Dynamic: license-file

# Introduction
A number of platforms, typically related to Data Science and its friends, automatically pipe _everything_ (`stdout`, `stderr`, build commands of containers, Java messages in the case of, e.g. Spark) into a single file. This can make it difficult to find debugging information for your program, where custom `print()` messages are scattered throughout a _lot_ of noise.

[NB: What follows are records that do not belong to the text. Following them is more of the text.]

#[cfg(test)]
mod tests {
  use super::*;
  use crate::db::Database;
  use crate::outbox::{Backoff, NewSubmission};
  use crate::sync::api::{BulkItemResult, BulkResponse};
  use async_trait::async_trait;
  use serde_json::json;
  use std::collections::HashMap;
  use std::sync::Mutex;

  /// In-process server that deduplicates on submission id.
  #[derive(Default)]
  struct FakeServer {
    state: Mutex<ServerState>,
  }

  #[derive(Default)]
  struct ServerState {
    offline: bool,
    /// Status returned for the whole call
    fail_status: Option<u16>,
    /// Forms whose submissions fail validation
    invalid_forms: HashSet<String>,
    /// Calls whose acknowledgment is lost after the server stored the data
    lost_acks: usize,
    delay: Option<Duration>,
    records: HashMap<String, String>,
    single_calls: Vec<String>,
    bulk_calls: Vec<Vec<String>>,
  }

  impl FakeServer {
    fn with(f: impl FnOnce(&mut ServerState)) -> Arc<Self> {
      let server = Self::default();
      f(&mut server.state.lock().unwrap());
      Arc::new(server)
    }

    fn set(&self, f: impl FnOnce(&mut ServerState)) {
      f(&mut self.state.lock().unwrap());
    }

    fn delay(&self) -> Option<Duration> {
      self.state.lock().unwrap().delay
    }

    fn sent_ids(&self) -> Vec<String> {
      let state = self.state.lock().unwrap();
      let mut ids = state.single_calls.clone();
      ids.extend(state.bulk_calls.iter().flatten().cloned());
      ids
    }
  }

  impl ServerState {
    fn accept(&mut self, submission: &QueuedSubmission) -> Result<String, DeliveryError> {
      if self.invalid_forms.contains(&submission.form_id) {
        return Err(DeliveryError::ServerRejected {
          status: 422,
          message: "validation failed".into(),
        });
      }
      let server_id = format!("srv-{}", submission.id);
      Ok(self.records.entry(submission.id.clone()).or_insert(server_id).clone())
    }

    fn gate(&mut self) -> Result<(), DeliveryError> {
      if self.offline {
        return Err(DeliveryError::NetworkUnavailable("connection refused".into()));
      }
      if let Some(status) = self.fail_status {
        return Err(DeliveryError::from_status(status, "scripted failure"));
      }
      Ok(())
    }

    fn lose_ack(&mut self) -> bool {
      if self.lost_acks > 0 {
        self.lost_acks -= 1;
        true
      } else {
        false
      }
    }
  }

  #[async_trait]
  impl SubmissionApi for FakeServer {
    async fn submit(&self, submission: &QueuedSubmission) -> Result<String, DeliveryError> {
      if let Some(delay) = self.delay() {
        tokio::time::sleep(delay).await;
      }
      let mut state = self.state.lock().unwrap();
      state.single_calls.push(submission.id.clone());
      state.gate()?;
      let result = state.accept(submission);
      if state.lose_ack() {
        return Err(DeliveryError::NetworkUnavailable("connection reset".into()));
      }
      result
    }

    async fn submit_bulk(
      &self,
      submissions: &[QueuedSubmission],
    ) -> Result<BulkResponse, DeliveryError> {
      if let Some(delay) = self.delay() {
        tokio::time::sleep(delay).await;
      }
      let mut state = self.state.lock().unwrap();
      state
        .bulk_calls
        .push(submissions.iter().map(|s| s.id.clone()).collect());
      state.gate()?;

      let results: Vec<BulkItemResult> = submissions
        .iter()
        .enumerate()
        .map(|(index, s)| match state.accept(s) {
          Ok(id) => BulkItemResult {
            index,
            status: 201,
            id: Some(id),
            error: None,
          },
          Err(e) => BulkItemResult {
            index,
            status: 422,
            id: None,
            error: Some(e.to_string()),
          },
        })
        .collect();
      if state.lose_ack() {
        return Err(DeliveryError::NetworkUnavailable("connection reset".into()));
      }

      Ok(BulkResponse {
        success_count: results.iter().filter(|r| r.status < 300).count(),
        results,
      })
    }
  }

  struct Harness {
    outbox: Arc<Outbox>,
    server: Arc<FakeServer>,
    coordinator: SyncCoordinator,
    channel: NotificationChannel,
  }

  fn harness_with(db: Arc<Database>, server: Arc<FakeServer>, config: SyncConfig) -> Harness {
    let outbox = Arc::new(Outbox::new(db, Backoff::default()).unwrap());
    let (channel, _inbound) = NotificationChannel::new(16);
    let coordinator = SyncCoordinator::new(outbox.clone(), server.clone(), channel.clone(), &config);
    Harness {
      outbox,
      server,
      coordinator,
      channel,
    }
  }

  fn harness(server: Arc<FakeServer>) -> Harness {
    harness_with(
      Arc::new(Database::open_in_memory().unwrap()),
      server,
      SyncConfig::default(),
    )
  }

  fn enqueue(outbox: &Outbox, form: &str, n: usize) -> Vec<String> {
    (0..n)
      .map(|i| {
        outbox
          .enqueue(NewSubmission::new(form, json!({ "visit": i })))
          .unwrap()
          .id
      })
      .collect()
  }

  #[tokio::test]
  async fn test_offline_backlog_syncs_in_one_bulk_call() {
    let server = FakeServer::with(|s| s.offline = true);
    let h = harness(server.clone());
    let mut page = h.channel.connect();
    enqueue(&h.outbox, "visit", 3);

    let report = h.coordinator.run_pass(SyncTrigger::Poll).await.unwrap();
    assert!(report.aborted);
    assert_eq!(report.released, 3);
    assert_eq!(h.outbox.stats().unwrap().pending, 3);

    server.set(|s| s.offline = false);
    let report = h
      .coordinator
      .run_pass(SyncTrigger::ConnectivityRestored)
      .await
      .unwrap();
    assert_eq!(report.bulk_calls, 1);
    assert_eq!(report.single_calls, 0);
    assert_eq!(report.synced, 3);
    assert_eq!(server.state.lock().unwrap().bulk_calls.last().unwrap().len(), 3);
    assert_eq!(h.outbox.stats().unwrap().queued(), 0);

    let mut messages = Vec::new();
    while let Some(m) = page.try_recv() {
      messages.push(m);
    }
    assert_eq!(
      messages.last(),
      Some(&WorkerMessage::SyncComplete { count: 3 })
    );
  }

  #[tokio::test]
  async fn test_server_error_schedules_retry() {
    let server = FakeServer::with(|s| s.fail_status = Some(500));
    let h = harness(server);
    let id = enqueue(&h.outbox, "visit", 1).remove(0);

    let before = Utc::now();
    let report = h.coordinator.run_pass(SyncTrigger::Poll).await.unwrap();
    assert_eq!(report.single_calls, 1);
    assert_eq!(report.failed, 1);

    let record = h.outbox.get(&id).unwrap().unwrap();
    assert!(record.state.is_pending());
    assert_eq!(record.retry_count, 1);
    let delay = record.next_retry_at - before;
    assert!(delay >= chrono::Duration::seconds(4));
    assert!(delay <= chrono::Duration::seconds(7));

    // Not due yet for a scheduled pass
    let report = h.coordinator.run_pass(SyncTrigger::Poll).await.unwrap();
    assert_eq!(report.claimed, 0);
  }

  #[tokio::test]
  async fn test_large_backlog_uses_single_bulk_call() {
    let server = FakeServer::with(|_| {});
    let h = harness(server.clone());
    enqueue(&h.outbox, "visit", 15);

    let report = h.coordinator.run_pass(SyncTrigger::Poll).await.unwrap();
    assert_eq!(report.bulk_calls, 1);
    assert_eq!(report.single_calls, 0);
    assert_eq!(report.synced, 15);
    assert!(server.state.lock().unwrap().single_calls.is_empty());
  }

  #[tokio::test]
  async fn test_bulk_chunks_respect_max_batch_size() {
    let server = FakeServer::with(|_| {});
    let config = SyncConfig {
      max_batch_size: 4,
      ..SyncConfig::default()
    };
    let h = harness_with(Arc::new(Database::open_in_memory().unwrap()), server.clone(), config);
    enqueue(&h.outbox, "visit", 10);

    let report = h.coordinator.run_pass(SyncTrigger::Poll).await.unwrap();
    assert_eq!(report.bulk_calls, 3);
    let sizes: Vec<usize> = server
      .state
      .lock()
      .unwrap()
      .bulk_calls
      .iter()
      .map(Vec::len)
      .collect();
    assert_eq!(sizes, vec![4, 4, 2]);
  }

  #[tokio::test]
  async fn test_validation_error_in_bulk_dead_letters_only_that_record() {
    let server = FakeServer::with(|s| {
      s.invalid_forms.insert("broken-form".to_string());
    });
    let h = harness(server);
    let mut page = h.channel.connect();
    let good = enqueue(&h.outbox, "visit", 2);
    let bad = enqueue(&h.outbox, "broken-form", 1).remove(0);

    let report = h.coordinator.run_pass(SyncTrigger::Poll).await.unwrap();
    assert_eq!(report.bulk_calls, 1);
    assert_eq!(report.synced, 2);
    assert_eq!(report.dead_lettered, 1);

    for id in &good {
      assert!(h.outbox.is_synced(id).unwrap());
    }
    let dead = h.outbox.get(&bad).unwrap().unwrap();
    assert_eq!(dead.state, SubmissionState::DeadLetter);

    let mut saw_failure = false;
    while let Some(m) = page.try_recv() {
      if let WorkerMessage::SubmissionFailed { id, .. } = m {
        assert_eq!(id, bad);
        saw_failure = true;
      }
    }
    assert!(saw_failure);
  }

  #[tokio::test]
  async fn test_bulk_rejected_as_a_whole_falls_back_to_singles() {
    let server = FakeServer::with(|s| s.fail_status = Some(413));
    let h = harness(server.clone());
    enqueue(&h.outbox, "visit", 2);

    // Whole-call 413 also applies to the single calls, so both dead-letter
    let report = h.coordinator.run_pass(SyncTrigger::Poll).await.unwrap();
    assert_eq!(report.bulk_calls, 1);
    assert_eq!(report.single_calls, 2);
    assert_eq!(report.dead_lettered, 2);
  }

  #[tokio::test]
  async fn test_network_failure_aborts_and_releases_everything() {
    let server = FakeServer::with(|s| s.offline = true);
    let config = SyncConfig {
      batch_threshold: 100,
      ..SyncConfig::default()
    };
    let h = harness_with(Arc::new(Database::open_in_memory().unwrap()), server.clone(), config);
    enqueue(&h.outbox, "visit", 4);

    let report = h.coordinator.run_pass(SyncTrigger::UserRetry).await.unwrap();
    assert!(report.aborted);
    // First call failed, the remaining three were never attempted
    assert_eq!(server.state.lock().unwrap().single_calls.len(), 1);
    assert_eq!(report.released, 4);

    let stats = h.outbox.stats().unwrap();
    assert_eq!(stats.pending, 4);
    assert_eq!(stats.in_flight, 0);
    for record in h.outbox.list_retryable().unwrap() {
      assert_eq!(record.state, SubmissionState::Pending);
      assert_eq!(record.retry_count, 0);
    }
  }

  #[tokio::test(start_paused = true)]
  async fn test_timeout_counts_as_retryable_failure() {
    let server = FakeServer::with(|s| s.delay = Some(Duration::from_secs(120)));
    let h = harness(server);
    let id = enqueue(&h.outbox, "visit", 1).remove(0);

    let report = h.coordinator.run_pass(SyncTrigger::Poll).await.unwrap();
    assert_eq!(report.failed, 1);
    let record = h.outbox.get(&id).unwrap().unwrap();
    assert_eq!(record.state, SubmissionState::Failed);
    assert_eq!(record.last_error.as_deref(), Some("request timed out"));
  }

  #[tokio::test]
  async fn test_concurrent_passes_never_resend() {
    let server = FakeServer::with(|s| s.delay = Some(Duration::from_millis(50)));
    let h = harness(server.clone());
    let ids = enqueue(&h.outbox, "visit", 6);

    let (a, b) = tokio::join!(
      h.coordinator.run_pass(SyncTrigger::Poll),
      h.coordinator.run_pass(SyncTrigger::UserRetry)
    );
    let (a, b) = (a.unwrap(), b.unwrap());
    assert_eq!(a.synced + b.synced, 6);

    let mut sent = server.sent_ids();
    sent.sort();
    let mut expected = ids.clone();
    expected.sort();
    assert_eq!(sent, expected);
  }

  #[tokio::test]
  async fn test_lost_ack_replay_creates_one_server_record() {
    let server = FakeServer::with(|s| s.lost_acks = 1);
    let h = harness(server.clone());
    let id = enqueue(&h.outbox, "visit", 1).remove(0);

    // Server stored it but the ack never arrived: the record stays queued
    let report = h.coordinator.run_pass(SyncTrigger::Poll).await.unwrap();
    assert_eq!(report.synced, 0);
    assert!(h.outbox.get(&id).unwrap().is_some());

    let report = h.coordinator.run_pass(SyncTrigger::UserRetry).await.unwrap();
    assert_eq!(report.synced, 1);

    let state = server.state.lock().unwrap();
    assert_eq!(state.single_calls, vec![id.clone(), id.clone()]);
    assert_eq!(state.records.len(), 1);
  }

  #[tokio::test]
  async fn test_queue_drains_after_offline_periods_and_restarts() {
    let dir = tempfile::tempdir().unwrap();
    let path = dir.path().join("worker.db");
    let server = FakeServer::with(|s| s.offline = true);

    let mut all = Vec::new();
    for round in 0..3 {
      let db = Arc::new(Database::open(&path, None).unwrap());
      let h = harness_with(db, server.clone(), SyncConfig::default());
      h.outbox.recover_in_flight().unwrap();
      all.extend(enqueue(&h.outbox, "visit", round + 1));
      let report = h.coordinator.run_pass(SyncTrigger::UserRetry).await.unwrap();
      assert_eq!(report.synced, 0);
      // Process "dies" with records claimed mid-pass
      if round == 1 {
        h.outbox.mark_in_flight(&all[0]).unwrap();
      }
    }

    server.set(|s| s.offline = false);
    let db = Arc::new(Database::open(&path, None).unwrap());
    let h = harness_with(db, server.clone(), SyncConfig::default());
    h.outbox.recover_in_flight().unwrap();

    for _ in 0..5 {
      if h.outbox.stats().unwrap().queued() == 0 {
        break;
      }
      h.coordinator
        .run_pass(SyncTrigger::ConnectivityRestored)
        .await
        .unwrap();
    }

    assert_eq!(h.outbox.stats().unwrap().queued(), 0);
    for id in &all {
      assert!(h.outbox.is_synced(id).unwrap());
    }
    assert_eq!(server.state.lock().unwrap().records.len(), all.len());
  }

  #[tokio::test]
  async fn test_store_failure_while_claiming_releases_earlier_claims() {
    let db = Arc::new(Database::open_in_memory().unwrap());
    let server = FakeServer::with(|_| {});
    let h = harness_with(db.clone(), server.clone(), SyncConfig::default());
    for id in ["first", "second"] {
      h.outbox
        .enqueue(NewSubmission::new("visit", json!({})).with_id(id))
        .unwrap();
    }
    db.conn()
      .unwrap()
      .execute_batch(
        "CREATE TRIGGER refuse_second BEFORE UPDATE OF state ON outbox
         WHEN NEW.id = 'second' AND NEW.state = 'IN_FLIGHT'
         BEGIN SELECT RAISE(ABORT, 'device storage failure'); END;",
      )
      .unwrap();

    assert!(h.coordinator.run_pass(SyncTrigger::UserRetry).await.is_err());
    assert!(server.sent_ids().is_empty());

    let first = h.outbox.get("first").unwrap().unwrap();
    assert_eq!(first.state, SubmissionState::Pending);
    assert_eq!(h.outbox.stats().unwrap().in_flight, 0);

    // Once the store recovers the same process drains the queue
    db.conn()
      .unwrap()
      .execute_batch("DROP TRIGGER refuse_second;")
      .unwrap();
    let report = h.coordinator.run_pass(SyncTrigger::UserRetry).await.unwrap();
    assert_eq!(report.synced, 2);
  }

  #[tokio::test]
  async fn test_repeated_failures_dead_letter_once() {
    let server = FakeServer::with(|s| s.fail_status = Some(503));
    let h = harness(server.clone());
    let mut page = h.channel.connect();
    let id = enqueue(&h.outbox, "visit", 1).remove(0);

    for _ in 0..12 {
      h.coordinator.run_pass(SyncTrigger::UserRetry).await.unwrap();
    }

    assert_eq!(server.state.lock().unwrap().single_calls.len(), 9);
    let record = h.outbox.get(&id).unwrap().unwrap();
    assert_eq!(record.state, SubmissionState::DeadLetter);

    let mut failures = 0;
    while let Some(m) = page.try_recv() {
      if matches!(m, WorkerMessage::SubmissionFailed { .. }) {
        failures += 1;
      }
    }
    assert_eq!(failures, 1);
  }
}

That's the issue that `eulogy` aims to alleviate. Unlike traditional `logging`, it stores a history of messages, function calls and tracebacks that will only be reported via `stdout` **right at the point that the program crashes**. This means that, regardless of all the other information being dumped into the log file that you can't control, you will receive an uninterrupted/consolidated report of whatever you chose to trace, right at the end of the log file. You just need to look for the recital right at the end (RIP program). It is therefore not a replacement for traditional logging but, rather, a debugging aid.

# Usage

## Unhandled Exceptions
```python
from eulogy import eulogy, eulogise

@eulogise() # Note the brackets here
def some_func():
    int("a")

# Add a custom message to the eulogy
eulogy.add("This seems like fun")

if __name__ == "__main__":
    some_func()
```

That gives:
```python
Traceback (most recent call last):
  File "<path>/delete_me.py", line 11, in <module>
    some_func()
  File "<path>/eulogy/src/eulogy/__init__.py", line 26, in add_function_log
    return func(*args, **kwargs)
  File "<path>/eulogy/delete_me.py", line 5, in some_func
    a = int("a")
ValueError: invalid literal for int() with base 10: 'a'

--- RECITAL ---
[2025-07-05 11:01:21.995427+00:00] This seems like fun
[2025-07-05 11:01:21.995578+00:00] Function: __main__.some_func
```

## Handled Exceptions
```python
from eulogy import eulogy, eulogise

@eulogise()
def some_func():
    try:
        int("a")
    except(ValueError):
        pass

eulogy.add("This seems like fun")

if __name__ == "__main__":
    some_func()
```
This gives no output because there is nothing to report; nothing crashed. But what if we wanted to see the report anyway? You can force a printout of the eulogy contents at any time. Forcing the output does **not** clear the eulogy deque so it won't affect the output on an actual crash later on.
```python
if __name__ == "__main__":
    some_func()
    eulogy.recite(force=True)
```

## Tracking Handled Exceptions
What if you wanted to know whether the code handled an exception, even if it didn't crash the program?
```python
from eulogy import eulogy, eulogise

@eulogise()
def some_func():
    try:
        int("a")
    except(ValueError):
        eulogy.add_tb() # Add the traceback to the eulogy and move on

@eulogise()
def other_func():
    int("b")

eulogy.add("This seems like fun")

if __name__ == "__main__":
    some_func() # This will still work
    eulogy.add("Still looks good")
    other_func() # Crash the program and trigger the recital
```

## Further Configuration
There is a config object for fine-tuning reporting if it's needed for your output. It can be used to turn off certain recorded events. Creating the config with its default params is demonstrated below.

```python
from eulogy import eulogy
from eulogy.config import Config

config = Config(
    max_report_length=50,
    ignore_functions=False,
    ignore_manual=False,
    ignore_tracebacks=False
)

eulogy.set_config(config)
```
It is possible to turn off reporting in any portion of the program by re-defining config and then set it back on later. You can use `.set_config()` as many times as desired throughout the program. The `max_report_length` is implemented as a queue to report the last `n` number of events, which by default is 50, to not consume inordinate amounts of memory in cases where there might be tight loops or very stable programs accumulating reported events indefinitely. However, you can set this to `None` to create an infinitely expanding record.

## Tags
In case multiple runs are merged into a single log file, you can mark function calls with custom messages for easier searching. So, for example:
```python
from eulogy import eulogise

@eulogise(tags=["Run 1", "Meaning of life"])
def some_func():
    return 42

some_func()
# Crash the program
int("a")
```

## Contributing
The project is currently in Beta and all contributions, bug reports, bug fixes, documentation improvements, enhancements, and ideas are welcome. This is a project that is hard to test across platforms that require paid access, which I don't currently have and indeed some are proprietary platforms for individual companies.